TASK: What is the number of lines in the data below that hold the word "None"? Give nothing beyond that number.

Stored items
▬▬▬

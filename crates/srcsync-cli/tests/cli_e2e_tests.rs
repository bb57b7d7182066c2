//! CLI end-to-end tests that invoke the compiled `srcsync` binary.
//!
//! Upstreams are real git repositories on the local filesystem, so no
//! network access is needed.

use assert_cmd::Command;
use predicates::prelude::*;
use srcsync_test_utils::git::roles_upstream;
use srcsync_test_utils::workspace::{TestWorkspace, manifest_yaml};
use std::fs;

/// Get a Command for the srcsync binary running inside `ws`.
fn srcsync(ws: &TestWorkspace) -> Command {
    let mut cmd = Command::cargo_bin("srcsync").expect("Failed to find srcsync binary");
    cmd.current_dir(ws.output_dir())
        .env("SRCSYNC_CACHE_DIR", ws.cache_dir())
        .env("NO_COLOR", "1");
    cmd
}

// ============================================================================
// Argument handling
// ============================================================================

#[test]
fn test_help_exits_zero() {
    let ws = TestWorkspace::new();
    srcsync(&ws)
        .arg("--help")
        .assert()
        .success()
        .stdout(predicate::str::contains("sync"))
        .stdout(predicate::str::contains("check"));
}

#[test]
fn test_unknown_subcommand_exits_four() {
    let ws = TestWorkspace::new();
    srcsync(&ws).arg("frobnicate").assert().code(4);
}

#[test]
fn test_missing_manifest_exits_four() {
    let ws = TestWorkspace::new();
    srcsync(&ws)
        .arg("sync")
        .assert()
        .code(4)
        .stderr(predicate::str::contains("manifest.yml"));
}

// ============================================================================
// sync / check lifecycle
// ============================================================================

#[test]
fn test_check_before_sync_exits_one() {
    let (upstream, _) = roles_upstream();
    let ws = TestWorkspace::new();
    ws.write_manifest(&manifest_yaml(&upstream.url(), "v0.2", &[("roles", "roles")]));

    srcsync(&ws)
        .arg("check")
        .assert()
        .code(1)
        .stdout(predicate::str::contains("no-status-file"));
}

#[test]
fn test_sync_then_check_exits_zero() {
    let (upstream, _) = roles_upstream();
    let ws = TestWorkspace::new();
    ws.write_manifest(&manifest_yaml(
        &upstream.url(),
        "v0.2",
        &[("playbooks/playbook1.yml", "playbook1.yml")],
    ));

    srcsync(&ws)
        .arg("sync")
        .assert()
        .success()
        .stdout(predicate::str::contains("testrepo"));
    ws.assert_file_contains("playbook1.yml", "hosts: all");

    srcsync(&ws)
        .arg("check")
        .assert()
        .success()
        .stdout(predicate::str::contains("up-to-date"));
}

#[test]
fn test_edited_manifest_exits_two() {
    let (upstream, _) = roles_upstream();
    let ws = TestWorkspace::new();
    ws.write_manifest(&manifest_yaml(&upstream.url(), "v0.2", &[("roles", "roles")]));
    srcsync(&ws).arg("sync").assert().success();

    ws.write_manifest(&manifest_yaml(&upstream.url(), "v0.2", &[("roles", "roles2")]));

    srcsync(&ws).arg("check").assert().code(2);
}

#[test]
fn test_upstream_commit_exits_three() {
    let (upstream, _) = roles_upstream();
    let ws = TestWorkspace::new();
    ws.write_manifest(&manifest_yaml(&upstream.url(), "master", &[("roles/*", "roles")]));
    srcsync(&ws).arg("sync").assert().success();

    upstream.write("roles/dummyrole1/tasks/main.yml", "- debug: msg=changed\n");
    upstream.commit("Change role one");

    srcsync(&ws)
        .arg("check")
        .assert()
        .code(3)
        .stdout(predicate::str::contains("content-changed"));
}

#[test]
fn test_check_json_reports_status_and_exit_code() {
    let (upstream, _) = roles_upstream();
    let ws = TestWorkspace::new();
    ws.write_manifest(&manifest_yaml(&upstream.url(), "v0.2", &[("roles", "roles")]));
    srcsync(&ws).arg("sync").assert().success();

    let output = srcsync(&ws).args(["check", "--json"]).output().unwrap();
    assert!(output.status.success());

    let json: serde_json::Value = serde_json::from_slice(&output.stdout).unwrap();
    assert_eq!(json["status"], "up-to-date");
    assert_eq!(json["exit_code"], 0);
}

#[test]
fn test_sync_json_lists_commits() {
    let (upstream, history) = roles_upstream();
    let ws = TestWorkspace::new();
    ws.write_manifest(&manifest_yaml(&upstream.url(), "v0.2", &[("roles", "roles")]));

    let output = srcsync(&ws).args(["sync", "--json"]).output().unwrap();
    assert!(output.status.success());

    let json: serde_json::Value = serde_json::from_slice(&output.stdout).unwrap();
    assert_eq!(json["repos"][0]["commit"], history.tagged.as_str());
    assert_eq!(json["copied"], 1);
}

#[test]
fn test_output_dir_flag_overrides_manifest() {
    let (upstream, _) = roles_upstream();
    let ws = TestWorkspace::new();
    ws.write_manifest(&manifest_yaml(&upstream.url(), "v0.2", &[("roles", "roles")]));
    let elsewhere = tempfile::TempDir::new().unwrap();

    srcsync(&ws)
        .args(["sync", "-o"])
        .arg(elsewhere.path())
        .assert()
        .success();

    assert!(elsewhere.path().join("roles/dummyrole1/tasks/main.yml").is_file());
    assert!(elsewhere.path().join(".srcsync-status.yml").is_file());
    ws.assert_missing("roles");
}

#[test]
fn test_unknown_revision_exits_four_without_status() {
    let (upstream, _) = roles_upstream();
    let ws = TestWorkspace::new();
    ws.write_manifest(&manifest_yaml(&upstream.url(), "no-such-tag", &[("roles", "roles")]));

    srcsync(&ws)
        .arg("sync")
        .assert()
        .code(4)
        .stderr(predicate::str::contains("no-such-tag"));
    ws.assert_missing(".srcsync-status.yml");
}

#[test]
fn test_manifest_flag_selects_file() {
    let (upstream, _) = roles_upstream();
    let ws = TestWorkspace::new();
    let manifest = manifest_yaml(&upstream.url(), "v0.2", &[("roles", "roles")]);
    fs::write(ws.output_path("deps.yml"), manifest).unwrap();

    srcsync(&ws).args(["sync", "-m", "deps.yml"]).assert().success();
    ws.assert_exists("roles/dummyrole2/tasks/main.yml");
    ws.assert_exists("deps.yml");
}
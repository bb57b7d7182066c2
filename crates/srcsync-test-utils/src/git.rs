//! Upstream git repositories for materialization and sync tests.
//!
//! Every fixture is a real repository on the local filesystem, so its path
//! doubles as a clone URL and no network access is needed.

use std::fs;
use std::path::Path;

use git2::{Commit, IndexAddOption, ObjectType, Repository, RepositoryInitOptions};
use tempfile::TempDir;

/// A temporary non-bare repository acting as a remote.
///
/// The default branch is always `master`, independent of the host's
/// `init.defaultBranch` setting.
pub struct UpstreamRepo {
    temp_dir: TempDir,
    repo: Repository,
}

impl Default for UpstreamRepo {
    fn default() -> Self {
        Self::new()
    }
}

impl UpstreamRepo {
    /// Initialise an empty repository with a committer identity configured.
    ///
    /// # Panics
    /// Panics if the repository cannot be created.
    pub fn new() -> Self {
        let temp_dir = TempDir::new().unwrap();
        let mut opts = RepositoryInitOptions::new();
        opts.initial_head("master");
        let repo = Repository::init_opts(temp_dir.path(), &opts).unwrap_or_else(|e| {
            panic!(
                "UpstreamRepo::new: failed to init repository at {}: {e}",
                temp_dir.path().display()
            )
        });

        {
            let mut config = repo.config().unwrap();
            config.set_str("user.name", "Test User").unwrap();
            config.set_str("user.email", "test@example.com").unwrap();
        }

        Self { temp_dir, repo }
    }

    /// Filesystem path of the working tree.
    pub fn path(&self) -> &Path {
        self.temp_dir.path()
    }

    /// URL to clone this repository from.
    pub fn url(&self) -> String {
        self.path().to_string_lossy().into_owned()
    }

    /// Write `content` to `relative`, creating parent directories.
    pub fn write(&self, relative: &str, content: &str) {
        let path = self.path().join(relative);
        if let Some(parent) = path.parent() {
            fs::create_dir_all(parent).unwrap();
        }
        fs::write(&path, content)
            .unwrap_or_else(|e| panic!("UpstreamRepo::write: {}: {e}", path.display()));
    }

    /// Remove a file or directory from the working tree.
    pub fn remove(&self, relative: &str) {
        let path = self.path().join(relative);
        if path.is_dir() {
            fs::remove_dir_all(&path).unwrap();
        } else {
            fs::remove_file(&path).unwrap();
        }
    }

    /// Stage every change (including deletions) and commit on HEAD.
    ///
    /// Returns the new commit id as hex.
    pub fn commit(&self, message: &str) -> String {
        let mut index = self.repo.index().unwrap();
        index
            .add_all(["*"].iter(), IndexAddOption::DEFAULT, None)
            .unwrap();
        index.update_all(["*"].iter(), None).unwrap();
        index.write().unwrap();

        let tree_id = index.write_tree().unwrap();
        let tree = self.repo.find_tree(tree_id).unwrap();
        let signature = self.repo.signature().unwrap();

        let parents: Vec<Commit<'_>> = match self.repo.head() {
            Ok(head) => vec![head.peel_to_commit().unwrap()],
            Err(_) => Vec::new(),
        };
        let parent_refs: Vec<&Commit<'_>> = parents.iter().collect();

        self.repo
            .commit(
                Some("HEAD"),
                &signature,
                &signature,
                message,
                &tree,
                &parent_refs,
            )
            .unwrap_or_else(|e| panic!("UpstreamRepo::commit: {e}"))
            .to_string()
    }

    /// Create a lightweight tag at HEAD.
    pub fn tag(&self, name: &str) {
        let target = self.repo.head().unwrap().peel(ObjectType::Commit).unwrap();
        self.repo.tag_lightweight(name, &target, false).unwrap();
    }

    /// Create a branch at HEAD without switching to it.
    pub fn branch(&self, name: &str) {
        let head = self.repo.head().unwrap().peel_to_commit().unwrap();
        self.repo.branch(name, &head, false).unwrap();
    }

    /// Current HEAD commit id as hex.
    pub fn head_id(&self) -> String {
        self.repo
            .head()
            .unwrap()
            .peel_to_commit()
            .unwrap()
            .id()
            .to_string()
    }
}

/// Commit ids recorded while building [`roles_upstream`].
#[derive(Debug, Clone)]
pub struct RolesHistory {
    /// Commit tagged `v0.2`: one playbook and two roles
    pub tagged: String,
    /// Tip of `master`: adds a third role
    pub head: String,
}

/// Build an upstream with a playbook and role directories.
///
/// Layout at tag `v0.2`:
///
/// ```text
/// playbooks/playbook1.yml
/// roles/dummyrole1/tasks/main.yml
/// roles/dummyrole2/tasks/main.yml
/// ```
///
/// `master` adds `roles/dummyrole3/tasks/main.yml` on top.
pub fn roles_upstream() -> (UpstreamRepo, RolesHistory) {
    let upstream = UpstreamRepo::new();
    upstream.write("README.md", "# roles upstream\n");
    upstream.write("playbooks/playbook1.yml", "- hosts: all\n  roles: [dummyrole1]\n");
    upstream.write("roles/dummyrole1/tasks/main.yml", "- debug: msg=role1\n");
    upstream.write("roles/dummyrole2/tasks/main.yml", "- debug: msg=role2\n");
    let tagged = upstream.commit("Add playbook and two roles");
    upstream.tag("v0.2");

    upstream.write("roles/dummyrole3/tasks/main.yml", "- debug: msg=role3\n");
    let head = upstream.commit("Add third role");

    (upstream, RolesHistory { tagged, head })
}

▬▬▬

FINISHED TASK: 2